§ What is being asked
Output the records that follow exactly as they are written.

§ Exercise data
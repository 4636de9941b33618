// Second, independent interception path: a WebSocket wrapper installed in
// the page buffers incoming messages, and we drain that buffer on demand
// into a cache of our own. Catches sockets the devtools stream misses.

use std::sync::Arc;
use std::time::Duration;

use serde_json::Value;
use tracing::{debug, info};

use crate::browser::{with_timeout, BrowserPage};
use crate::market_data::adapters::BrokerVariant;
use crate::market_data::cache::MarketCaches;
use crate::market_data::interceptor::FrameInterceptor;
use crate::market_data::page::{hook_install_script, HOOK_DRAIN};

const HOOK_BUFFER: usize = 500;

pub struct PageHookFeed {
    interceptor: FrameInterceptor,
}

impl PageHookFeed {
    pub fn new(variant: BrokerVariant) -> Self {
        let interceptor = FrameInterceptor::new(variant, Arc::new(MarketCaches::new())).with_feed("secondary");
        Self { interceptor }
    }

    pub fn caches(&self) -> &Arc<MarketCaches> {
        self.interceptor.caches()
    }

    /// Wrap the page's WebSocket constructor. Only sockets opened afterwards
    /// are seen. Returns whether a new hook went in.
    pub async fn install(&self, page: &dyn BrowserPage, limit: Duration) -> bool {
        match with_timeout(limit, "hook install", page.evaluate(&hook_install_script(HOOK_BUFFER))).await {
            Ok(Value::Bool(true)) => {
                info!(page = page.id(), "page socket hook installed");
                true
            }
            Ok(_) => false,
            Err(e) => {
                debug!(error = %e, "page socket hook not installed");
                false
            }
        }
    }

    /// Move buffered messages into the feed's cache. Returns frames applied.
    pub async fn drain(&self, page: &dyn BrowserPage, limit: Duration) -> usize {
        let frames = match with_timeout(limit, "hook drain", page.evaluate(HOOK_DRAIN)).await {
            Ok(Value::Array(frames)) => frames,
            Ok(_) => return 0,
            Err(e) => {
                debug!(error = %e, "hook drain failed");
                return 0;
            }
        };
        let mut applied = 0;
        for frame in frames.iter().filter_map(Value::as_str) {
            if self.interceptor.handle_frame(frame.as_bytes()) > 0 {
                applied += 1;
            }
        }
        if applied > 0 {
            debug!(buffered = frames.len(), applied, "hook buffer drained");
        }
        applied
    }
}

§ Exercise solution
repository 4636de9941b33618
// Second, independent interception path: a WebSocket wrapper installed in
// the page buffers incoming messages, and we drain that buffer on demand
// into a cache of our own. Catches sockets the devtools stream misses.

use std::sync::Arc;
use std::time::Duration;

use serde_json::Value;
use tracing::{debug, info};

use crate::browser::{with_timeout, BrowserPage};
use crate::market_data::adapters::BrokerVariant;
use crate::market_data::cache::MarketCaches;
use crate::market_data::interceptor::FrameInterceptor;
use crate::market_data::page::{hook_install_script, HOOK_DRAIN};

const HOOK_BUFFER: usize = 500;

pub struct PageHookFeed {
    interceptor: FrameInterceptor,
}

impl PageHookFeed {
    pub fn new(variant: BrokerVariant) -> Self {
        let interceptor = FrameInterceptor::new(variant, Arc::new(MarketCaches::new())).with_feed("secondary");
        Self { interceptor }
    }

    pub fn caches(&self) -> &Arc<MarketCaches> {
        self.interceptor.caches()
    }

    /// Wrap the page's WebSocket constructor. Only sockets opened afterwards
    /// are seen. Returns whether a new hook went in.
    pub async fn install(&self, page: &dyn BrowserPage, limit: Duration) -> bool {
        match with_timeout(limit, "hook install", page.evaluate(&hook_install_script(HOOK_BUFFER))).await {
            Ok(Value::Bool(true)) => {
                info!(page = page.id(), "page socket hook installed");
                true
            }
            Ok(_) => false,
            Err(e) => {
                debug!(error = %e, "page socket hook not installed");
                false
            }
        }
    }

    /// Move buffered messages into the feed's cache. Returns frames applied.
    pub async fn drain(&self, page: &dyn BrowserPage, limit: Duration) -> usize {
        let frames = match with_timeout(limit, "hook drain", page.evaluate(HOOK_DRAIN)).await {
            Ok(Value::Array(frames)) => frames,
            Ok(_) => return 0,
            Err(e) => {
                debug!(error = %e, "hook drain failed");
                return 0;
            }
        };
        let mut applied = 0;
        for frame in frames.iter().filter_map(Value::as_str) {
            if self.interceptor.handle_frame(frame.as_bytes()) > 0 {
                applied += 1;
            }
        }
        if applied > 0 {
            debug!(buffered = frames.len(), applied, "hook buffer drained");
        }
        applied
    }
}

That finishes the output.